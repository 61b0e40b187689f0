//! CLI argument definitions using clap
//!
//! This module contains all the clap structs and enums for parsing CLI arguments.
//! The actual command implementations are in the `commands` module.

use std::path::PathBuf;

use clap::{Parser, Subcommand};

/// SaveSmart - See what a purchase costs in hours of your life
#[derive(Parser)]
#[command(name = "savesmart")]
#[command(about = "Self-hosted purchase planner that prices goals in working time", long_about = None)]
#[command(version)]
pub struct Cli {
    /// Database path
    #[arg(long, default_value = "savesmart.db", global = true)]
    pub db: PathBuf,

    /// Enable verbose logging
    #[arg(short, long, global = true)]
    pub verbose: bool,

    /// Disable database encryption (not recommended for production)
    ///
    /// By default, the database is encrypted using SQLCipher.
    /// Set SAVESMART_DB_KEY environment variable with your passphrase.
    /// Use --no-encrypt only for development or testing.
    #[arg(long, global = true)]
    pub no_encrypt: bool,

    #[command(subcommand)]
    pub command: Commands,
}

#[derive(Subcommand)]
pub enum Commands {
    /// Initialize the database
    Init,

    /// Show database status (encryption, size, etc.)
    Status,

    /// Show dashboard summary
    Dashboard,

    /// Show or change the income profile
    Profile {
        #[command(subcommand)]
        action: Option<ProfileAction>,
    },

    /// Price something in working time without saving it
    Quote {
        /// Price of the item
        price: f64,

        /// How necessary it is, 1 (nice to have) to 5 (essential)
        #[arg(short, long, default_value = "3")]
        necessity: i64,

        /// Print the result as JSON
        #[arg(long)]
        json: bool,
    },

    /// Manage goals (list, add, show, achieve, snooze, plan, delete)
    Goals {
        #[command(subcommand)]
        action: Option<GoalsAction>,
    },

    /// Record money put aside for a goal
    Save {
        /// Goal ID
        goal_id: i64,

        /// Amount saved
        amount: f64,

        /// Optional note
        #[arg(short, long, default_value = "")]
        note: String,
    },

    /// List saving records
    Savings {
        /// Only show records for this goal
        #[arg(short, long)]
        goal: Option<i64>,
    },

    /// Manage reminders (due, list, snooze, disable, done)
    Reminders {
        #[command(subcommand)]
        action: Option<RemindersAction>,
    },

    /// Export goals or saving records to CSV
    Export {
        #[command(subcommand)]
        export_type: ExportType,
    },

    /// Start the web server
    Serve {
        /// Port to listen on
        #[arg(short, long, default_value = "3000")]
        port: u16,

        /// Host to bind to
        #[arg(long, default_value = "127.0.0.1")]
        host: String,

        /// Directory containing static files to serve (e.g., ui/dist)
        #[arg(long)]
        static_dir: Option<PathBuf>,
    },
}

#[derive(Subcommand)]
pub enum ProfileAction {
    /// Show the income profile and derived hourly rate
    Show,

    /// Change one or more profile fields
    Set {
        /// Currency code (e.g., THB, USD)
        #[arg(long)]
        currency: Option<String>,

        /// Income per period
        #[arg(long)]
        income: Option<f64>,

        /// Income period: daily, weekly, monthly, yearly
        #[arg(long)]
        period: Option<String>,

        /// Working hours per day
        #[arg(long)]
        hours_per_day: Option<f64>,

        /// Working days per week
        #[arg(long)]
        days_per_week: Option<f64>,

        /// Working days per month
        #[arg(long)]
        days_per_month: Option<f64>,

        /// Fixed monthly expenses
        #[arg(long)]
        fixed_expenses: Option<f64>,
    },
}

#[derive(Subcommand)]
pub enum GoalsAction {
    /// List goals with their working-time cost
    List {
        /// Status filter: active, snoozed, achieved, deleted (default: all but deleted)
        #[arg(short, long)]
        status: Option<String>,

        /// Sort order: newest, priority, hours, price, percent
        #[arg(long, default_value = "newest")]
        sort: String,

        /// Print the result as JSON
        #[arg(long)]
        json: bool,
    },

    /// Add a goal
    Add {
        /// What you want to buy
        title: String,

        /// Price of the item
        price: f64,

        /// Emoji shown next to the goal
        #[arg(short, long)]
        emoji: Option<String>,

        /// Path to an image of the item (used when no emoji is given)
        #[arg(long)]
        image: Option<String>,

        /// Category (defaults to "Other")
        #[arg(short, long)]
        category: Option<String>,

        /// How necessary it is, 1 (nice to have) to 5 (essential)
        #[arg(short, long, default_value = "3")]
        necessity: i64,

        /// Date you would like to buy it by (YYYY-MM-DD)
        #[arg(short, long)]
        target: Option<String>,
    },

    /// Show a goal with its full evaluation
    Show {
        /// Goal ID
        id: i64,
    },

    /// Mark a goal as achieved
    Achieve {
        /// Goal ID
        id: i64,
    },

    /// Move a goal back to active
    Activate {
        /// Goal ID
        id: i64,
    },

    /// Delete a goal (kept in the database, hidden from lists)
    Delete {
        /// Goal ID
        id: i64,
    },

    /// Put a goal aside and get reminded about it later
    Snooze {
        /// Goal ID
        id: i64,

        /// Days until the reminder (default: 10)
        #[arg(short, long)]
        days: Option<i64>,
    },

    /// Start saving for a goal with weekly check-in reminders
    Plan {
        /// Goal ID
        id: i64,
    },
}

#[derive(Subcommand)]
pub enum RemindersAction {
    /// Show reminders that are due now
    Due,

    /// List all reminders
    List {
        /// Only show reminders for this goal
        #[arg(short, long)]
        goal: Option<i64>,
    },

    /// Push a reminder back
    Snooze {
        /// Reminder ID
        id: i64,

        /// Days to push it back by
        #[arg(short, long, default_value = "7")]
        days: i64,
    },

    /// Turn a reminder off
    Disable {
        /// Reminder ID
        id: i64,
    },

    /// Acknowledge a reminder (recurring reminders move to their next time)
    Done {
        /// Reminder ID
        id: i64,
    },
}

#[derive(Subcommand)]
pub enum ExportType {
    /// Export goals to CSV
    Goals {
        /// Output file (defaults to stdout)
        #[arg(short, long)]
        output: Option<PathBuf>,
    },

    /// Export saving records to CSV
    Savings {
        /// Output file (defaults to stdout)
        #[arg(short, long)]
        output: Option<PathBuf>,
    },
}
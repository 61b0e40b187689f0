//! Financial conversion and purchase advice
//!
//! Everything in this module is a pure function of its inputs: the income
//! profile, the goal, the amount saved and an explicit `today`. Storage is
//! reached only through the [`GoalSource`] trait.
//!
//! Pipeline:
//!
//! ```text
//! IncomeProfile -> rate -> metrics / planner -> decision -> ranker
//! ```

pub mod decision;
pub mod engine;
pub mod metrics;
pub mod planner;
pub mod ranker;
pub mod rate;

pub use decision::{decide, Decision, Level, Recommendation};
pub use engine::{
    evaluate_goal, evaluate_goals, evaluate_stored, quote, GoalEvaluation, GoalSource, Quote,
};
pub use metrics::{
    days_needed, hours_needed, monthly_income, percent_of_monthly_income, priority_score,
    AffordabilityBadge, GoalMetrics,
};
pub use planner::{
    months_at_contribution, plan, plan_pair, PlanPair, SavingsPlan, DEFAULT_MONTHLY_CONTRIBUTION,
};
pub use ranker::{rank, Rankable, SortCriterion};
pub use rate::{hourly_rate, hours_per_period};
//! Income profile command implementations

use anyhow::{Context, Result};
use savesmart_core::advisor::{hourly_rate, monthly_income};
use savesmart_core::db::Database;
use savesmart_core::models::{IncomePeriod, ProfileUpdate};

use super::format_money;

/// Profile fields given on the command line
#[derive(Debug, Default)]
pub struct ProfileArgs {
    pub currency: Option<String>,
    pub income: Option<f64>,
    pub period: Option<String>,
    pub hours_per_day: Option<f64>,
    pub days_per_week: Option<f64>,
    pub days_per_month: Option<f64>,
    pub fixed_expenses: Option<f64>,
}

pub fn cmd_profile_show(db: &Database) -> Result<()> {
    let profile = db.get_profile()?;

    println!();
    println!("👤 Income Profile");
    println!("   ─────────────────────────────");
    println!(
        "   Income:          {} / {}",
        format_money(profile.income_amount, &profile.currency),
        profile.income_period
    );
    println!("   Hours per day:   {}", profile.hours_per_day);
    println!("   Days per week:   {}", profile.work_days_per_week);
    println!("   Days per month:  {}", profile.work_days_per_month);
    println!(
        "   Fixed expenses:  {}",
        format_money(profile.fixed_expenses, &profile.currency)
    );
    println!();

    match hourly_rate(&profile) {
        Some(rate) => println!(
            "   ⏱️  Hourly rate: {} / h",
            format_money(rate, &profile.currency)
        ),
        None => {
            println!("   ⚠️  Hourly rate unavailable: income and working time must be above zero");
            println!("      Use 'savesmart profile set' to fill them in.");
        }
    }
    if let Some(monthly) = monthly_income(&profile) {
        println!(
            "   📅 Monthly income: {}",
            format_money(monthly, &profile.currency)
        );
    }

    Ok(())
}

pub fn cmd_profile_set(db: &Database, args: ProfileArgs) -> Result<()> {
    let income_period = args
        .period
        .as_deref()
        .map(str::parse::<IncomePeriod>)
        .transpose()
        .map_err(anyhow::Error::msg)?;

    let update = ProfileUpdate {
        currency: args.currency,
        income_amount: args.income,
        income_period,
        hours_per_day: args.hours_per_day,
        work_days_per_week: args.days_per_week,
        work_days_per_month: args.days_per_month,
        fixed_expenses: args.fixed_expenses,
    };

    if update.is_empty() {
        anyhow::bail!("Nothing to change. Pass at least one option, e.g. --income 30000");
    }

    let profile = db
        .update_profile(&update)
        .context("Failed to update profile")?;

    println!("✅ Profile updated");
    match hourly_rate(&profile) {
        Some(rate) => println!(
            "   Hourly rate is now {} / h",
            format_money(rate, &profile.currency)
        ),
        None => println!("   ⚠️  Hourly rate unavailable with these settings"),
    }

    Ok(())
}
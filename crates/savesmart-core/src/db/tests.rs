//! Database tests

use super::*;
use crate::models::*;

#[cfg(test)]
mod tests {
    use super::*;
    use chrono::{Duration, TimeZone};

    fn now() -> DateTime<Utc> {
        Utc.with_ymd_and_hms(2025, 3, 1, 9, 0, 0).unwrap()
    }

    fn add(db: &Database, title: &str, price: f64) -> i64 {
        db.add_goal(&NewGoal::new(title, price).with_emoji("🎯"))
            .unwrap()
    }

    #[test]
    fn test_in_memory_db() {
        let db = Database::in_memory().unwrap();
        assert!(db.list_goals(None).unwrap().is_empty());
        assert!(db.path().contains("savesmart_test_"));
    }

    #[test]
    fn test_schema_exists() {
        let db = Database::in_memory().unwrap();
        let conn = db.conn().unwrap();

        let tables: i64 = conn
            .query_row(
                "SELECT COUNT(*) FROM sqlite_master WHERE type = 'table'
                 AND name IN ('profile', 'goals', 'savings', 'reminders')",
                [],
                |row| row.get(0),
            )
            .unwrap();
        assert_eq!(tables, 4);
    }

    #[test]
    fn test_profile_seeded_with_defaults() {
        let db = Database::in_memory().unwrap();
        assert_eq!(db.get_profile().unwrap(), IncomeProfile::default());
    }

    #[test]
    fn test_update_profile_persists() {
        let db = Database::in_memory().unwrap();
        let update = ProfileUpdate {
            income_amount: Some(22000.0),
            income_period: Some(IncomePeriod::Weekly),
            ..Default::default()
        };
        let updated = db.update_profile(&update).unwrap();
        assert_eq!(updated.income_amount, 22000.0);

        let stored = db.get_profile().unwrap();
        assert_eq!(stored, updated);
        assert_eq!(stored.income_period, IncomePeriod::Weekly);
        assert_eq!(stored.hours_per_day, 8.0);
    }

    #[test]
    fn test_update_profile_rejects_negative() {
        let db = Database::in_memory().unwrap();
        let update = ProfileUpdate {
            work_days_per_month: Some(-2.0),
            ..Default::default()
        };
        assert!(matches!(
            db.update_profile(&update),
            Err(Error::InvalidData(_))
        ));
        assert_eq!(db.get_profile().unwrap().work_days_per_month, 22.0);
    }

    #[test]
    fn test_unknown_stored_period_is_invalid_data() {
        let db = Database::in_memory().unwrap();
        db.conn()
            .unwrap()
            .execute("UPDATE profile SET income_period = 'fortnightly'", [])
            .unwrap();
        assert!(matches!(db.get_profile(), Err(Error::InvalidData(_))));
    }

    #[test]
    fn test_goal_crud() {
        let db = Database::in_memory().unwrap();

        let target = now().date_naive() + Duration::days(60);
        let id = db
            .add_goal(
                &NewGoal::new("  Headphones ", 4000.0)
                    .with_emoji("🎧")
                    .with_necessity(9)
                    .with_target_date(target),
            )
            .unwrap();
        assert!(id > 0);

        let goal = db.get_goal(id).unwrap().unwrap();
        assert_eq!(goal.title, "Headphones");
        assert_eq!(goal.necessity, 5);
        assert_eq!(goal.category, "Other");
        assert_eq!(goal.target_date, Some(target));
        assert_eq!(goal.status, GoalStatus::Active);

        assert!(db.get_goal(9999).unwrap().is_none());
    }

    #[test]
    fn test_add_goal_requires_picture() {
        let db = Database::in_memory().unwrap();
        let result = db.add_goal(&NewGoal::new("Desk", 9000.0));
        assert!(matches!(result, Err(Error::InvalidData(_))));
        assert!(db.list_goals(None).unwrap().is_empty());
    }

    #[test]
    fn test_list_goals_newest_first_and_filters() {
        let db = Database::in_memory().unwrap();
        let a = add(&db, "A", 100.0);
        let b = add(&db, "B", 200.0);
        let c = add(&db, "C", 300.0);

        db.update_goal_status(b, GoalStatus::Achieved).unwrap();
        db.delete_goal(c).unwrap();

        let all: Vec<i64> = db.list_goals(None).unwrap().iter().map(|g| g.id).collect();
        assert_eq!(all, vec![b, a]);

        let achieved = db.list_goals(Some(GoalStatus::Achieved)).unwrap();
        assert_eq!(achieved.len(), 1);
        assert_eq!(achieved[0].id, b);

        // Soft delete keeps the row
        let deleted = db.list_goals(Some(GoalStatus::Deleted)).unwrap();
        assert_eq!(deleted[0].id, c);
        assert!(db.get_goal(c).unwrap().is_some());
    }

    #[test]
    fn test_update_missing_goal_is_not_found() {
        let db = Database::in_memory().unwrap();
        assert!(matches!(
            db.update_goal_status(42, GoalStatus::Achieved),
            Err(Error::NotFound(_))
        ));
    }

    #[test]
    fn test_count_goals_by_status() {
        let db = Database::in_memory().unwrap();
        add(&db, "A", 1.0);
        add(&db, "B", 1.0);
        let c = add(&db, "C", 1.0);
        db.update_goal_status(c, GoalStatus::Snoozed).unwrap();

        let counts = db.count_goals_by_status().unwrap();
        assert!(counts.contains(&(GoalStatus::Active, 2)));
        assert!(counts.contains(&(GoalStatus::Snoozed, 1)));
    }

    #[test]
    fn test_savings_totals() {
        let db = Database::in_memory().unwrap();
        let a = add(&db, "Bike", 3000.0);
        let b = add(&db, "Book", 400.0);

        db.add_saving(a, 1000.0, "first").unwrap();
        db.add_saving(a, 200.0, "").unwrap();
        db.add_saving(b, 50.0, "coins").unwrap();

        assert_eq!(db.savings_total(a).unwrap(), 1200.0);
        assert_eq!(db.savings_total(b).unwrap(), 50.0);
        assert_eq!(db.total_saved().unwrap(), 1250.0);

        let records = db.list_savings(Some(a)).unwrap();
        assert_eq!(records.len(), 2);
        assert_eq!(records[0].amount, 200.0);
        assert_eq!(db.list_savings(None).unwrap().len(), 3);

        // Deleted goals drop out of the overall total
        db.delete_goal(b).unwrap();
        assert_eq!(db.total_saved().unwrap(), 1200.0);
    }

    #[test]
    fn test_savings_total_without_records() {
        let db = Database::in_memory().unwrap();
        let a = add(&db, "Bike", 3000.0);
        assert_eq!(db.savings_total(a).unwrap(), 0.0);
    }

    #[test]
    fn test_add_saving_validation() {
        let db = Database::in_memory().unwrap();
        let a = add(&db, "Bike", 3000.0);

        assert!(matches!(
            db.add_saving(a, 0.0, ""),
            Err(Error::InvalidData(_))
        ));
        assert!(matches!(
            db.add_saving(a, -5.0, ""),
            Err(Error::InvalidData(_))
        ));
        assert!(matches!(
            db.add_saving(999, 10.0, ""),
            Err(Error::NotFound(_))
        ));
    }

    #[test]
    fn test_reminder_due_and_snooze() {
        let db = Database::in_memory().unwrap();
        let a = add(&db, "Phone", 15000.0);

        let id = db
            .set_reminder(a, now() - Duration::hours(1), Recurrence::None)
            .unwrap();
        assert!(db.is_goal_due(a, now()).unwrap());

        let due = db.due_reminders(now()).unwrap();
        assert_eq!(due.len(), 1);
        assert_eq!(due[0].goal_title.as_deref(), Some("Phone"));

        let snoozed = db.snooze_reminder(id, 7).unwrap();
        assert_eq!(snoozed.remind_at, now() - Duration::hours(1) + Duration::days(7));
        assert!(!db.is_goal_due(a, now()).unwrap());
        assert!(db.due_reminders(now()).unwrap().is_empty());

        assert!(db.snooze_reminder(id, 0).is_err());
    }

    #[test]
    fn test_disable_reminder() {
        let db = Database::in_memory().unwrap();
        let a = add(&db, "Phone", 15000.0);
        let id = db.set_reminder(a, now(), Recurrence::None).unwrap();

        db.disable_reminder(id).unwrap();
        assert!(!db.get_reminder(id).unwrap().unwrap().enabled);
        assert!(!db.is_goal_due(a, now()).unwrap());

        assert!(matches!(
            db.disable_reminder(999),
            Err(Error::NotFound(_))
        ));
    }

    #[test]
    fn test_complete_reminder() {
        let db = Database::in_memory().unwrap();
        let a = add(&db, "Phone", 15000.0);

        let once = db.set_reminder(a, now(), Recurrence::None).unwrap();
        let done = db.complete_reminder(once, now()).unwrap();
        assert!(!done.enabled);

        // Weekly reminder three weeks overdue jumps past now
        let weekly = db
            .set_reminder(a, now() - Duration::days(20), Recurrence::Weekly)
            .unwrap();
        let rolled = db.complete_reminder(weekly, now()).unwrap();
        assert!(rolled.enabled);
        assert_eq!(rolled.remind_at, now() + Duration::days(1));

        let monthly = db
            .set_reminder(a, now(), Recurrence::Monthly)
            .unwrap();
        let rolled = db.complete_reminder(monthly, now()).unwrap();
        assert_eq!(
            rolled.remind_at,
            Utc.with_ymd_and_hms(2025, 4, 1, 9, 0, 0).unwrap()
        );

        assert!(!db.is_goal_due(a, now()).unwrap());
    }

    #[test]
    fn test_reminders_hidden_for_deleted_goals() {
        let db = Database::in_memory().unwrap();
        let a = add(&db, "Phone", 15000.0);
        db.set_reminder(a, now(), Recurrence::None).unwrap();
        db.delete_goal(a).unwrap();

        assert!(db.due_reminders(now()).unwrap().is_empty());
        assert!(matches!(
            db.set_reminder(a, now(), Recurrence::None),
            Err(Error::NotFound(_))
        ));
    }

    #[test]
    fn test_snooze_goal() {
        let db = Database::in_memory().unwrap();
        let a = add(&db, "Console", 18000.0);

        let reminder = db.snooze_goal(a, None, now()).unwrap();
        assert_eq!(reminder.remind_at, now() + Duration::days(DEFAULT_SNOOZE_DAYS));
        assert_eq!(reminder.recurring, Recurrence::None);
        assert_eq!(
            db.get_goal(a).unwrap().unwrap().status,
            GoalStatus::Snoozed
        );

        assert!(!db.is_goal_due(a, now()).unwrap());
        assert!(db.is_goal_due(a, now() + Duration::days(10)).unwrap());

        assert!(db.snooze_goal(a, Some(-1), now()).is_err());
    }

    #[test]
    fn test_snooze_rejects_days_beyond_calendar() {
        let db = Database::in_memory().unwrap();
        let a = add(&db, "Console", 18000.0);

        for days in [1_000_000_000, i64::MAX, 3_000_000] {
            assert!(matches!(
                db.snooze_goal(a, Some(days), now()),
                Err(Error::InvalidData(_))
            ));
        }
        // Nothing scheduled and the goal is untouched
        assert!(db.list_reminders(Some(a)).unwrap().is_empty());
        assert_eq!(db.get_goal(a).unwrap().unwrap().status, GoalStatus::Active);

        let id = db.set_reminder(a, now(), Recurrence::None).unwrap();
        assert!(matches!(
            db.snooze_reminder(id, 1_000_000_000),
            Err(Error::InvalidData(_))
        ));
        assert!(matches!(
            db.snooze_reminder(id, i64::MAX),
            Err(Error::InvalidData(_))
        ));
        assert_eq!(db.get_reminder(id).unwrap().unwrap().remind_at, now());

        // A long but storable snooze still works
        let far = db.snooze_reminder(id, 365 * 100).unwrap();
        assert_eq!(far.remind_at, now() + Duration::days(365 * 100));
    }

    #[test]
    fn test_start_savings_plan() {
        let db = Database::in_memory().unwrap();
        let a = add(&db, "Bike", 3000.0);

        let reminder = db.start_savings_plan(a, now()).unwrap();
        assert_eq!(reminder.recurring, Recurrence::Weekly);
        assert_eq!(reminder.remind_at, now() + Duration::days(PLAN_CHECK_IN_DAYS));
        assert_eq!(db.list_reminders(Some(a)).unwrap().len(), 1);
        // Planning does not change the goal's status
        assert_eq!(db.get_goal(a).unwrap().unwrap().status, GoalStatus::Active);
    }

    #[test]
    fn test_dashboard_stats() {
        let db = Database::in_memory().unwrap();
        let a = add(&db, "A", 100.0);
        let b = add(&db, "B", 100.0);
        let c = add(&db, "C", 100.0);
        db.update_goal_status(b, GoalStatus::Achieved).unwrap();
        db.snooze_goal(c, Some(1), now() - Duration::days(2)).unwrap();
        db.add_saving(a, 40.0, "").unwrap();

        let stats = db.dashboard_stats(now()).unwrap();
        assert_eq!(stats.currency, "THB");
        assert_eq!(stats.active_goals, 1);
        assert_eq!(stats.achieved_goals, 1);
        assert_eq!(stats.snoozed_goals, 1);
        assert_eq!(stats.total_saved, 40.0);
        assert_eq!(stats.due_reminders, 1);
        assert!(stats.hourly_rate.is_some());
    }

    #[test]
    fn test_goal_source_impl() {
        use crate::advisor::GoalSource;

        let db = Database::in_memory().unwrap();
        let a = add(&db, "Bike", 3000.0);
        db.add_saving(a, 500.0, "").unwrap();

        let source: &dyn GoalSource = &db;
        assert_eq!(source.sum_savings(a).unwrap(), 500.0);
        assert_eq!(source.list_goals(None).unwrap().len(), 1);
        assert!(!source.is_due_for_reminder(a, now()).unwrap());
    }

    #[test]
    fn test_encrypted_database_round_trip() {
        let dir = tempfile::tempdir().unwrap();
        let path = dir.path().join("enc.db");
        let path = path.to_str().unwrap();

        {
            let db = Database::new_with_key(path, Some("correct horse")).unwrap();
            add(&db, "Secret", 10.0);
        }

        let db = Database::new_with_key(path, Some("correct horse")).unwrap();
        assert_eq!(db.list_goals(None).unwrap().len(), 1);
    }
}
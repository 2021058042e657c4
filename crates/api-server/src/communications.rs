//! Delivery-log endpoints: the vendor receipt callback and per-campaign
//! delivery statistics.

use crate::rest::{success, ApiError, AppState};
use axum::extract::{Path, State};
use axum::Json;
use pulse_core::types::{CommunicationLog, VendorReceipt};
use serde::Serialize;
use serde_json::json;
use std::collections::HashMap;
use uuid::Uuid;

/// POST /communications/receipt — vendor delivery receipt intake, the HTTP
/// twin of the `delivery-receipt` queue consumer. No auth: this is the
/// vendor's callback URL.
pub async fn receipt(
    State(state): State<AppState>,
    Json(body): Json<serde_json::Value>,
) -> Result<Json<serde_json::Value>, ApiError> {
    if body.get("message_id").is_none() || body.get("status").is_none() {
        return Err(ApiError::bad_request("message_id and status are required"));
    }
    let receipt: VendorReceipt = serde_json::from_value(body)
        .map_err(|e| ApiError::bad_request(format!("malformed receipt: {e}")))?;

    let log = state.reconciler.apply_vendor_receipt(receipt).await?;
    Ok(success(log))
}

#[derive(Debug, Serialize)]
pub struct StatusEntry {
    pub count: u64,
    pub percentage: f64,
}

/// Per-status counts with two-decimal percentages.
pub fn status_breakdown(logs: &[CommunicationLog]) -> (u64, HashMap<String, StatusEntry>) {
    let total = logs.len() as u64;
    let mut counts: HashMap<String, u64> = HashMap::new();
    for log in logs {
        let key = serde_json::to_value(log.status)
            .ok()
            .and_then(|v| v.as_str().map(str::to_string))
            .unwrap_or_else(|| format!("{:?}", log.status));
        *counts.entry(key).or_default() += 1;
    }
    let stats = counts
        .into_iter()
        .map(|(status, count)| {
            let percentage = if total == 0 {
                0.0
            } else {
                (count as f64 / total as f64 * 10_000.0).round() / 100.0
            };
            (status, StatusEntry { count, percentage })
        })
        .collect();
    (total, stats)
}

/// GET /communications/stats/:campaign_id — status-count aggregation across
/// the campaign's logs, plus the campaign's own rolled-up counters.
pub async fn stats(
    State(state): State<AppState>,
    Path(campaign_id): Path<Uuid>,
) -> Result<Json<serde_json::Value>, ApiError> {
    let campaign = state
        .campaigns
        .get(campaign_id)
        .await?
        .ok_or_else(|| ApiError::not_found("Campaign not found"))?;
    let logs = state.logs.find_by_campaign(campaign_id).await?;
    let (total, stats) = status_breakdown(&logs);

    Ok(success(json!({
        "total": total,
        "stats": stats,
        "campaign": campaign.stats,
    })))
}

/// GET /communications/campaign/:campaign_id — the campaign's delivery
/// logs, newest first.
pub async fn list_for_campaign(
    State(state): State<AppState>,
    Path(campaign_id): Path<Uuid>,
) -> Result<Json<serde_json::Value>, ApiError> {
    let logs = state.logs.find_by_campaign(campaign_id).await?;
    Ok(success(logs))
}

● ● ● ●

> TASK:
Scan the material above for the string "clap" and return the lines that hold it.

> FINISHED EXERCISE:
//! CLI argument definitions using clap
//! This module contains all the clap structs and enums for parsing CLI arguments.
use clap::{Parser, Subcommand};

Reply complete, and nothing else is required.